# Exercise brief:
What is needed here is every record, retyped without any change.
Segment Open
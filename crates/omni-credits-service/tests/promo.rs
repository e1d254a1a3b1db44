//! Promo code validation and redemption integration tests.

mod common;

use common::TestHarness;
use omni_credits_core::UserId;
use serde_json::json;

async fn create_code(harness: &TestHarness, body: serde_json::Value) {
    harness
        .server
        .post("/v1/promo/codes")
        .add_header("x-api-key", harness.service_api_key.clone())
        .json(&body)
        .await
        .assert_status_ok();
}

// ============================================================================
// Validate
// ============================================================================

#[tokio::test]
async fn validate_unknown_code() {
    let harness = TestHarness::new();
    harness.create_account().await;

    let response = harness
        .server
        .post("/v1/promo/validate")
        .add_header("authorization", harness.user_auth_header())
        .json(&json!({ "code": "GHOST" }))
        .await;

    response.assert_status_ok();
    let body: serde_json::Value = response.json();
    assert_eq!(body["valid"], false);
    assert_eq!(body["error_code"], "invalid_code");
    assert_eq!(body["message"], "This promo code does not exist.");
}

#[tokio::test]
async fn validate_localizes_messages() {
    let harness = TestHarness::new();
    harness.create_account().await;

    let response = harness
        .server
        .post("/v1/promo/validate")
        .add_header("authorization", harness.user_auth_header())
        .json(&json!({ "code": "GHOST", "lang": "de" }))
        .await;

    response.assert_status_ok();
    let body: serde_json::Value = response.json();
    assert_eq!(body["error_code"], "invalid_code");
    assert_eq!(body["message"], "Dieser Gutscheincode existiert nicht.");
}

#[tokio::test]
async fn validate_valid_code_case_insensitively() {
    let harness = TestHarness::new();
    harness.create_account().await;
    create_code(
        &harness,
        json!({ "code": "WELCOME50", "kind": "credits", "value": 50 }),
    )
    .await;

    let response = harness
        .server
        .post("/v1/promo/validate")
        .add_header("authorization", harness.user_auth_header())
        .json(&json!({ "code": "welcome50" }))
        .await;

    response.assert_status_ok();
    let body: serde_json::Value = response.json();
    assert_eq!(body["valid"], true);
    assert_eq!(body["promo_type"], "credits");
    assert_eq!(body["value"], 50);
}

#[tokio::test]
async fn validate_expired_code() {
    let harness = TestHarness::new();
    harness.create_account().await;
    create_code(
        &harness,
        json!({
            "code": "BYGONE",
            "kind": "credits",
            "value": 10,
            "expires_at": "2020-01-01T00:00:00Z"
        }),
    )
    .await;

    let response = harness
        .server
        .post("/v1/promo/validate")
        .add_header("authorization", harness.user_auth_header())
        .json(&json!({ "code": "BYGONE" }))
        .await;

    response.assert_status_ok();
    let body: serde_json::Value = response.json();
    assert_eq!(body["valid"], false);
    assert_eq!(body["error_code"], "code_expired");
}

// ============================================================================
// Redeem
// ============================================================================

#[tokio::test]
async fn redeem_credits_code() {
    let harness = TestHarness::new();
    harness.create_account().await;
    create_code(
        &harness,
        json!({ "code": "WELCOME50", "kind": "credits", "value": 50 }),
    )
    .await;

    let response = harness
        .server
        .post("/v1/promo/redeem")
        .add_header("authorization", harness.user_auth_header())
        .json(&json!({ "code": "welcome50" }))
        .await;

    response.assert_status_ok();
    let body: serde_json::Value = response.json();
    assert_eq!(body["success"], true);
    assert_eq!(body["credits_added"], 50);
    assert_eq!(body["balance_credits"], 60);

    assert_eq!(harness.balance().await, 60);
}

#[tokio::test]
async fn redeem_twice_returns_already_used_and_single_grant() {
    let harness = TestHarness::new();
    harness.create_account().await;
    create_code(
        &harness,
        json!({ "code": "ONCE", "kind": "credits", "value": 25 }),
    )
    .await;

    harness
        .server
        .post("/v1/promo/redeem")
        .add_header("authorization", harness.user_auth_header())
        .json(&json!({ "code": "ONCE" }))
        .await
        .assert_status_ok();

    let response = harness
        .server
        .post("/v1/promo/redeem")
        .add_header("authorization", harness.user_auth_header())
        .json(&json!({ "code": "ONCE" }))
        .await;

    response.assert_status_ok();
    let body: serde_json::Value = response.json();
    assert_eq!(body["success"], false);
    assert_eq!(body["error_code"], "already_used");

    // Exactly one grant reflected in the balance
    assert_eq!(harness.balance().await, 35);
}

#[tokio::test]
async fn capped_code_exhausts_for_second_user() {
    let harness = TestHarness::new();
    harness.create_account().await;
    create_code(
        &harness,
        json!({ "code": "SINGLE", "kind": "credits", "value": 20, "max_uses": 1 }),
    )
    .await;

    harness
        .server
        .post("/v1/promo/redeem")
        .add_header("authorization", harness.user_auth_header())
        .json(&json!({ "code": "SINGLE" }))
        .await
        .assert_status_ok();

    // Second user signs up and tries the same code
    let other_user = UserId::generate();
    let other_auth = TestHarness::auth_header_for(other_user);
    harness
        .server
        .post("/v1/accounts")
        .add_header("authorization", other_auth.clone())
        .json(&json!({}))
        .await
        .assert_status_ok();

    let response = harness
        .server
        .post("/v1/promo/redeem")
        .add_header("authorization", other_auth)
        .json(&json!({ "code": "SINGLE" }))
        .await;

    response.assert_status_ok();
    let body: serde_json::Value = response.json();
    assert_eq!(body["success"], false);
    assert_eq!(body["error_code"], "code_exhausted");
}

#[tokio::test]
async fn discount_code_is_not_redeemable_standalone() {
    let harness = TestHarness::new();
    harness.create_account().await;
    create_code(
        &harness,
        json!({ "code": "TENOFF", "kind": "discount_percent", "value": 10 }),
    )
    .await;

    let response = harness
        .server
        .post("/v1/promo/redeem")
        .add_header("authorization", harness.user_auth_header())
        .json(&json!({ "code": "TENOFF" }))
        .await;

    response.assert_status_ok();
    let body: serde_json::Value = response.json();
    assert_eq!(body["success"], false);
    assert_eq!(body["error_code"], "not_credits_code");

    assert_eq!(harness.balance().await, 10);
}

// ============================================================================
// Administrative creation
// ============================================================================

#[tokio::test]
async fn create_code_requires_service_key() {
    let harness = TestHarness::new();

    let response = harness
        .server
        .post("/v1/promo/codes")
        .json(&json!({ "code": "NOPE", "kind": "credits", "value": 10 }))
        .await;

    response.assert_status_unauthorized();
}

#[tokio::test]
async fn create_duplicate_code_conflicts() {
    let harness = TestHarness::new();
    create_code(
        &harness,
        json!({ "code": "DUPE", "kind": "credits", "value": 10 }),
    )
    .await;

    let response = harness
        .server
        .post("/v1/promo/codes")
        .add_header("x-api-key", harness.service_api_key.clone())
        .json(&json!({ "code": "dupe", "kind": "credits", "value": 10 }))
        .await;

    assert_eq!(response.status_code(), 409);
}

#[tokio::test]
async fn create_code_with_non_positive_value_fails() {
    let harness = TestHarness::new();

    let response = harness
        .server
        .post("/v1/promo/codes")
        .add_header("x-api-key", harness.service_api_key.clone())
        .json(&json!({ "code": "ZERO", "kind": "credits", "value": 0 }))
        .await;

    response.assert_status_bad_request();
    let body: serde_json::Value = response.json();
    assert_eq!(body["error"]["code"], "invalid_amount");
}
Segment Closed
# Answer section:
filename crates/omni-credits-service/tests/promo.rs
repository e1d254a1a3b1db44
//! Promo code validation and redemption integration tests.

mod common;

use common::TestHarness;
use omni_credits_core::UserId;
use serde_json::json;

async fn create_code(harness: &TestHarness, body: serde_json::Value) {
    harness
        .server
        .post("/v1/promo/codes")
        .add_header("x-api-key", harness.service_api_key.clone())
        .json(&body)
        .await
        .assert_status_ok();
}

// ============================================================================
// Validate
// ============================================================================

#[tokio::test]
async fn validate_unknown_code() {
    let harness = TestHarness::new();
    harness.create_account().await;

    let response = harness
        .server
        .post("/v1/promo/validate")
        .add_header("authorization", harness.user_auth_header())
        .json(&json!({ "code": "GHOST" }))
        .await;

    response.assert_status_ok();
    let body: serde_json::Value = response.json();
    assert_eq!(body["valid"], false);
    assert_eq!(body["error_code"], "invalid_code");
    assert_eq!(body["message"], "This promo code does not exist.");
}

#[tokio::test]
async fn validate_localizes_messages() {
    let harness = TestHarness::new();
    harness.create_account().await;

    let response = harness
        .server
        .post("/v1/promo/validate")
        .add_header("authorization", harness.user_auth_header())
        .json(&json!({ "code": "GHOST", "lang": "de" }))
        .await;

    response.assert_status_ok();
    let body: serde_json::Value = response.json();
    assert_eq!(body["error_code"], "invalid_code");
    assert_eq!(body["message"], "Dieser Gutscheincode existiert nicht.");
}

#[tokio::test]
async fn validate_valid_code_case_insensitively() {
    let harness = TestHarness::new();
    harness.create_account().await;
    create_code(
        &harness,
        json!({ "code": "WELCOME50", "kind": "credits", "value": 50 }),
    )
    .await;

    let response = harness
        .server
        .post("/v1/promo/validate")
        .add_header("authorization", harness.user_auth_header())
        .json(&json!({ "code": "welcome50" }))
        .await;

    response.assert_status_ok();
    let body: serde_json::Value = response.json();
    assert_eq!(body["valid"], true);
    assert_eq!(body["promo_type"], "credits");
    assert_eq!(body["value"], 50);
}

#[tokio::test]
async fn validate_expired_code() {
    let harness = TestHarness::new();
    harness.create_account().await;
    create_code(
        &harness,
        json!({
            "code": "BYGONE",
            "kind": "credits",
            "value": 10,
            "expires_at": "2020-01-01T00:00:00Z"
        }),
    )
    .await;

    let response = harness
        .server
        .post("/v1/promo/validate")
        .add_header("authorization", harness.user_auth_header())
        .json(&json!({ "code": "BYGONE" }))
        .await;

    response.assert_status_ok();
    let body: serde_json::Value = response.json();
    assert_eq!(body["valid"], false);
    assert_eq!(body["error_code"], "code_expired");
}

// ============================================================================
// Redeem
// ============================================================================

#[tokio::test]
async fn redeem_credits_code() {
    let harness = TestHarness::new();
    harness.create_account().await;
    create_code(
        &harness,
        json!({ "code": "WELCOME50", "kind": "credits", "value": 50 }),
    )
    .await;

    let response = harness
        .server
        .post("/v1/promo/redeem")
        .add_header("authorization", harness.user_auth_header())
        .json(&json!({ "code": "welcome50" }))
        .await;

    response.assert_status_ok();
    let body: serde_json::Value = response.json();
    assert_eq!(body["success"], true);
    assert_eq!(body["credits_added"], 50);
    assert_eq!(body["balance_credits"], 60);

    assert_eq!(harness.balance().await, 60);
}

#[tokio::test]
async fn redeem_twice_returns_already_used_and_single_grant() {
    let harness = TestHarness::new();
    harness.create_account().await;
    create_code(
        &harness,
        json!({ "code": "ONCE", "kind": "credits", "value": 25 }),
    )
    .await;

    harness
        .server
        .post("/v1/promo/redeem")
        .add_header("authorization", harness.user_auth_header())
        .json(&json!({ "code": "ONCE" }))
        .await
        .assert_status_ok();

    let response = harness
        .server
        .post("/v1/promo/redeem")
        .add_header("authorization", harness.user_auth_header())
        .json(&json!({ "code": "ONCE" }))
        .await;

    response.assert_status_ok();
    let body: serde_json::Value = response.json();
    assert_eq!(body["success"], false);
    assert_eq!(body["error_code"], "already_used");

    // Exactly one grant reflected in the balance
    assert_eq!(harness.balance().await, 35);
}

#[tokio::test]
async fn capped_code_exhausts_for_second_user() {
    let harness = TestHarness::new();
    harness.create_account().await;
    create_code(
        &harness,
        json!({ "code": "SINGLE", "kind": "credits", "value": 20, "max_uses": 1 }),
    )
    .await;

    harness
        .server
        .post("/v1/promo/redeem")
        .add_header("authorization", harness.user_auth_header())
        .json(&json!({ "code": "SINGLE" }))
        .await
        .assert_status_ok();

    // Second user signs up and tries the same code
    let other_user = UserId::generate();
    let other_auth = TestHarness::auth_header_for(other_user);
    harness
        .server
        .post("/v1/accounts")
        .add_header("authorization", other_auth.clone())
        .json(&json!({}))
        .await
        .assert_status_ok();

    let response = harness
        .server
        .post("/v1/promo/redeem")
        .add_header("authorization", other_auth)
        .json(&json!({ "code": "SINGLE" }))
        .await;

    response.assert_status_ok();
    let body: serde_json::Value = response.json();
    assert_eq!(body["success"], false);
    assert_eq!(body["error_code"], "code_exhausted");
}

#[tokio::test]
async fn discount_code_is_not_redeemable_standalone() {
    let harness = TestHarness::new();
    harness.create_account().await;
    create_code(
        &harness,
        json!({ "code": "TENOFF", "kind": "discount_percent", "value": 10 }),
    )
    .await;

    let response = harness
        .server
        .post("/v1/promo/redeem")
        .add_header("authorization", harness.user_auth_header())
        .json(&json!({ "code": "TENOFF" }))
        .await;

    response.assert_status_ok();
    let body: serde_json::Value = response.json();
    assert_eq!(body["success"], false);
    assert_eq!(body["error_code"], "not_credits_code");

    assert_eq!(harness.balance().await, 10);
}

// ============================================================================
// Administrative creation
// ============================================================================

#[tokio::test]
async fn create_code_requires_service_key() {
    let harness = TestHarness::new();

    let response = harness
        .server
        .post("/v1/promo/codes")
        .json(&json!({ "code": "NOPE", "kind": "credits", "value": 10 }))
        .await;

    response.assert_status_unauthorized();
}

#[tokio::test]
async fn create_duplicate_code_conflicts() {
    let harness = TestHarness::new();
    create_code(
        &harness,
        json!({ "code": "DUPE", "kind": "credits", "value": 10 }),
    )
    .await;

    let response = harness
        .server
        .post("/v1/promo/codes")
        .add_header("x-api-key", harness.service_api_key.clone())
        .json(&json!({ "code": "dupe", "kind": "credits", "value": 10 }))
        .await;

    assert_eq!(response.status_code(), 409);
}

#[tokio::test]
async fn create_code_with_non_positive_value_fails() {
    let harness = TestHarness::new();

    let response = harness
        .server
        .post("/v1/promo/codes")
        .add_header("x-api-key", harness.service_api_key.clone())
        .json(&json!({ "code": "ZERO", "kind": "credits", "value": 0 }))
        .await;

    response.assert_status_bad_request();
    let body: serde_json::Value = response.json();
    assert_eq!(body["error"]["code"], "invalid_amount");
}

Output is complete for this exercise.